- _Data records_
----

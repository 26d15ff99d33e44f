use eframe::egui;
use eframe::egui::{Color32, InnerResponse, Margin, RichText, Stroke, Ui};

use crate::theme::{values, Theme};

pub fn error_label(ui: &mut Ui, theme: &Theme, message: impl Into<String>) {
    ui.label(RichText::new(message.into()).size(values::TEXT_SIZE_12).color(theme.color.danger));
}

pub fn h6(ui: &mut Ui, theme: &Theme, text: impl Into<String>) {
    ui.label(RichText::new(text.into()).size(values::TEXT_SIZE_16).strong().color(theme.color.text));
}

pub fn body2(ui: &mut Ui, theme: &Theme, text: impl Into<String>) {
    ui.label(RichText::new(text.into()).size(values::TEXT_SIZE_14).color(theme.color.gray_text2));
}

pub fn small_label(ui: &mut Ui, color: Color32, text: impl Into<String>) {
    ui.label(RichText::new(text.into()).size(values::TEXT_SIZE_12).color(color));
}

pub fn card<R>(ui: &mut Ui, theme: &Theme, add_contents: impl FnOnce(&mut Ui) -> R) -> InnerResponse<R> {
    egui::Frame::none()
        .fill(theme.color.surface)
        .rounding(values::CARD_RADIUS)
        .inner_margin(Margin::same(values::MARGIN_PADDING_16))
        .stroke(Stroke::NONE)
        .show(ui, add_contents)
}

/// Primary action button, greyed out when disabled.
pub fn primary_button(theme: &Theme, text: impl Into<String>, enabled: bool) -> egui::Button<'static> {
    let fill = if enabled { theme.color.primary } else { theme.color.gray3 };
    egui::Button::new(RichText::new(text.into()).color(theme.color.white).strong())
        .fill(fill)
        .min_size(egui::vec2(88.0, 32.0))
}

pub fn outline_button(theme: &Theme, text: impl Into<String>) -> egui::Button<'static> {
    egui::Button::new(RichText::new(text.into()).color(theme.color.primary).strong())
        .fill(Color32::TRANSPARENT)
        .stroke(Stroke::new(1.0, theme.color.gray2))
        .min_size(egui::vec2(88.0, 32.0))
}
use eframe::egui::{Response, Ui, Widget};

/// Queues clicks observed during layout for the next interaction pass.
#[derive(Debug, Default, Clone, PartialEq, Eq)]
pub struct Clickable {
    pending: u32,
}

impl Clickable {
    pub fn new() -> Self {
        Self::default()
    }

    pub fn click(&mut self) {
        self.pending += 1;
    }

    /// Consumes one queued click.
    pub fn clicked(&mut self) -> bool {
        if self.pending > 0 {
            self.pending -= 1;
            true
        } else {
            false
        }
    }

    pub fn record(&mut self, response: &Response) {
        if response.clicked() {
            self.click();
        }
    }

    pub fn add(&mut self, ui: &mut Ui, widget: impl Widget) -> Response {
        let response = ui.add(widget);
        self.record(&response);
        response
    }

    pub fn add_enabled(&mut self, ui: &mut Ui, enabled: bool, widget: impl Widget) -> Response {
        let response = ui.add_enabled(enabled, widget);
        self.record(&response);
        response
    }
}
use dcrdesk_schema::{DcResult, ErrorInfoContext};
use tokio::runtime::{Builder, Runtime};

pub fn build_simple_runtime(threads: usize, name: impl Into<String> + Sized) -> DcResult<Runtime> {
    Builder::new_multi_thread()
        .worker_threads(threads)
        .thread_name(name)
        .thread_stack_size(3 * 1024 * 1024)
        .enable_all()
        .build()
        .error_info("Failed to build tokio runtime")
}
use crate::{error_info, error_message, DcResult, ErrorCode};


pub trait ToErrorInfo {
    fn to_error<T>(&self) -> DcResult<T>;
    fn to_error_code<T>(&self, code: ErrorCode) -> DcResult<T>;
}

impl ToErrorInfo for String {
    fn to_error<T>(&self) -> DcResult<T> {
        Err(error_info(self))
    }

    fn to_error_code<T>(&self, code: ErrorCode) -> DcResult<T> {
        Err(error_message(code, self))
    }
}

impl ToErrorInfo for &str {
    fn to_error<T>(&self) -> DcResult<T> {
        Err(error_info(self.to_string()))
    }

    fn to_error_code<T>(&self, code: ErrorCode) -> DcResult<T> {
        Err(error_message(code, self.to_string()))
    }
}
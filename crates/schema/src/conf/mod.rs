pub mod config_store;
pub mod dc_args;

----

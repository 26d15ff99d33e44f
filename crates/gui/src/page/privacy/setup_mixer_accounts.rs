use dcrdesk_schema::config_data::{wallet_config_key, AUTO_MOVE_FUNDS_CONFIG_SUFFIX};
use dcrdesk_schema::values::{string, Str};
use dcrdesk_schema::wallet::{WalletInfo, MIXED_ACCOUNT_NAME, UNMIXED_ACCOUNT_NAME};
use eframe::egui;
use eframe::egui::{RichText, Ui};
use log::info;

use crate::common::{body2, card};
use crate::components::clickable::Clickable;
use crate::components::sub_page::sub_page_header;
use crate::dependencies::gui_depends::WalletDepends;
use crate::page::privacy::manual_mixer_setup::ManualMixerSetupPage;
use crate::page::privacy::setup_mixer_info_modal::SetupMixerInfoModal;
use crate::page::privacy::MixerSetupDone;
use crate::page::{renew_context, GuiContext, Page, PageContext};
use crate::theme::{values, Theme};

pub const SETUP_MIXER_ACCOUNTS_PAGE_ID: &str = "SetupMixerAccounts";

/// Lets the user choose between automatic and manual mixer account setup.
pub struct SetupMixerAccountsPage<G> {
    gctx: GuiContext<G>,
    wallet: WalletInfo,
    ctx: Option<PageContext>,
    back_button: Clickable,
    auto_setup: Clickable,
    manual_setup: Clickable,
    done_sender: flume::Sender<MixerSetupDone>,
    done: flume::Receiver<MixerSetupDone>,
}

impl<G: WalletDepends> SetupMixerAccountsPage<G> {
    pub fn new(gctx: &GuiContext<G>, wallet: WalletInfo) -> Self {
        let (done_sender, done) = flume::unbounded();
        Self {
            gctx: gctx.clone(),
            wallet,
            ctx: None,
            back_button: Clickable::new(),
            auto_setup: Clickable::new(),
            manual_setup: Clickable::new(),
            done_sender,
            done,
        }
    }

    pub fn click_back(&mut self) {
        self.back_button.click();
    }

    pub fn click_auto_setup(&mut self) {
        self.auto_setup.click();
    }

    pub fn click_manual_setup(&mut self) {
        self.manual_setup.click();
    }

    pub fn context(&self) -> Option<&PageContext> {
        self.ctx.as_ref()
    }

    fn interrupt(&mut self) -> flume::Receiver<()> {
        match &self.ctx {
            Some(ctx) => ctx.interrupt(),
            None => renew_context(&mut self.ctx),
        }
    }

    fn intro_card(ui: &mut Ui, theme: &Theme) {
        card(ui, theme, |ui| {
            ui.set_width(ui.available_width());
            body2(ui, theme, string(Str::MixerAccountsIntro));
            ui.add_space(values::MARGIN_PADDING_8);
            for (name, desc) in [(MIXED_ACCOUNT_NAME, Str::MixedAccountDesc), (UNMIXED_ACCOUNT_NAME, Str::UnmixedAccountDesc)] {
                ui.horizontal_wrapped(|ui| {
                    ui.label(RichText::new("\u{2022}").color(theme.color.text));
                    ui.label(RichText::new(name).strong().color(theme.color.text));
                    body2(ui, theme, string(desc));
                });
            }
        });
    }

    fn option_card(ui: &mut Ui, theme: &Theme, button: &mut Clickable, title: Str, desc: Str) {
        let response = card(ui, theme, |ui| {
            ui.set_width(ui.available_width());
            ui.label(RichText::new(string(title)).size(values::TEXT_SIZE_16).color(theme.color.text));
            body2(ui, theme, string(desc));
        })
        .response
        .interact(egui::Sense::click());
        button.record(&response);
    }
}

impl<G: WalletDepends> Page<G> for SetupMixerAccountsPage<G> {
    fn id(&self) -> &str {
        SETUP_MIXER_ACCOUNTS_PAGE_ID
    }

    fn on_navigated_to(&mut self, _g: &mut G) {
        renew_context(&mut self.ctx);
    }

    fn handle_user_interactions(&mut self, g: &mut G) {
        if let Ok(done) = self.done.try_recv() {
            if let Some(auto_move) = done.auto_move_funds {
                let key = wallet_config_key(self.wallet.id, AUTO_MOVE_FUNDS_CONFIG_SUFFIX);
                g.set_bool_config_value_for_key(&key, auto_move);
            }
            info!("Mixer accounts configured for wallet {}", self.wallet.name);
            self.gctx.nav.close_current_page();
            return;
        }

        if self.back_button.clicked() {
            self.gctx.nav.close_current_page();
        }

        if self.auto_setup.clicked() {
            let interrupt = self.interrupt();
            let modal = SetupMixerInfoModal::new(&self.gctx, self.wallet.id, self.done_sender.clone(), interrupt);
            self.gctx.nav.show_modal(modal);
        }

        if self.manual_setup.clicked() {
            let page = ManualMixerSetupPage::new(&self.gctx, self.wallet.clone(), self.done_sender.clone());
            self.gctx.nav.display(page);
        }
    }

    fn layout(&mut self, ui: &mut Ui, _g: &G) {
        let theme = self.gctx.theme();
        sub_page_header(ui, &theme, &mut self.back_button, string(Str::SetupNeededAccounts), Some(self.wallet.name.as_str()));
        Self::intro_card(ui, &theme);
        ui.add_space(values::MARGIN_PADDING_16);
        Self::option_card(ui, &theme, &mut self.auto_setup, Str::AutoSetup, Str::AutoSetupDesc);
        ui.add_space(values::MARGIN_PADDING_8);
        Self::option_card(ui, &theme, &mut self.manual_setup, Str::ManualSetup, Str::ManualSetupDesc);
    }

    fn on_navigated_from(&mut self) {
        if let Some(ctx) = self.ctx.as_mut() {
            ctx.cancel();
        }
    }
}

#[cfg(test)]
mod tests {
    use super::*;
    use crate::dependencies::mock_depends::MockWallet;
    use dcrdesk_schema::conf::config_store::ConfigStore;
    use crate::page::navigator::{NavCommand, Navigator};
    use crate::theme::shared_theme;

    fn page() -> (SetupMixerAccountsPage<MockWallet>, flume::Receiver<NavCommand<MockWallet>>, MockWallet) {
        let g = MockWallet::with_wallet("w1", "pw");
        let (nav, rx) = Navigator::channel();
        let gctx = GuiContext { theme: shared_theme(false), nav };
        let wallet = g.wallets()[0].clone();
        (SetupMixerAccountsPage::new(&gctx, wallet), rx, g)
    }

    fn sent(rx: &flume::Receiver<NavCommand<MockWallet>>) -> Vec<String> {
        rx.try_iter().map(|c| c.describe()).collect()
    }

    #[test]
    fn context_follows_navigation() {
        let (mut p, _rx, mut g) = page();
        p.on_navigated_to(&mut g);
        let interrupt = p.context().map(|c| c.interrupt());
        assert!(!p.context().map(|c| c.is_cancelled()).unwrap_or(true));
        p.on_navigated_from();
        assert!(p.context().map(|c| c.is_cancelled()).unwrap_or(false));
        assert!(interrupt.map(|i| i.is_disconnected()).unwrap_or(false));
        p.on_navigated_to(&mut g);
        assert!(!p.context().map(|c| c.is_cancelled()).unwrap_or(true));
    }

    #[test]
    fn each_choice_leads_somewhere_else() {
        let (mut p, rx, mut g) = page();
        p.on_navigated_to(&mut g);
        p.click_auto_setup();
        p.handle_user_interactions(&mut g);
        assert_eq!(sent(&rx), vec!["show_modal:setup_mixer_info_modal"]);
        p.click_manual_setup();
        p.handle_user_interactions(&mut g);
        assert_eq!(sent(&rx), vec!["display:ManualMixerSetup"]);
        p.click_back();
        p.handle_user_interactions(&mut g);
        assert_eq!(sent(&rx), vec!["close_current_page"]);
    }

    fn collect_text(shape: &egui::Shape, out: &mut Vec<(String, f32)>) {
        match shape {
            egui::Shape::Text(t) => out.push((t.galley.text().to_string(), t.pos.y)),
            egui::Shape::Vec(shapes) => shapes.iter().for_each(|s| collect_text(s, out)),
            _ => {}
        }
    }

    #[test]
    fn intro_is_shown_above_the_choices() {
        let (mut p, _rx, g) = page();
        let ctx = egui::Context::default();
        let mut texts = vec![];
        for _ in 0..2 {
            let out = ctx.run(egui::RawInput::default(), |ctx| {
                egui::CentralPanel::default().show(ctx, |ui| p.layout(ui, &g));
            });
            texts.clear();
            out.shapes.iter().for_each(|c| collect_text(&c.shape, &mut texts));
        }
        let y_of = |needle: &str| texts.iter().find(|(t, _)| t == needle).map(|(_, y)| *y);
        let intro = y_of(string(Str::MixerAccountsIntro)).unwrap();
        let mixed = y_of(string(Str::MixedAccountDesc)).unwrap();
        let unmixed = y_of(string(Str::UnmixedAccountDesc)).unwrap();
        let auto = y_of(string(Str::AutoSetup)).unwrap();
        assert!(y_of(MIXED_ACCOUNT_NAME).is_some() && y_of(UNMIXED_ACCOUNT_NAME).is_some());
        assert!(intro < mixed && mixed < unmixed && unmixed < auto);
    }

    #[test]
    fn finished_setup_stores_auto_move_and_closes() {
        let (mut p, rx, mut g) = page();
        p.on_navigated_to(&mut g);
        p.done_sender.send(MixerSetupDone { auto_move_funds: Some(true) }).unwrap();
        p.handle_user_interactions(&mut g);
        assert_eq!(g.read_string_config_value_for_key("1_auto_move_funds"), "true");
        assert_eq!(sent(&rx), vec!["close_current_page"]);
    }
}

----

- _Your assignment_
If a line in the entries above has the word "fill", copy it.

- _Solution to the problem_
        .fill(theme.color.surface)
    let fill = if enabled { theme.color.primary } else { theme.color.gray3 };
        .fill(fill)
        .fill(Color32::TRANSPARENT)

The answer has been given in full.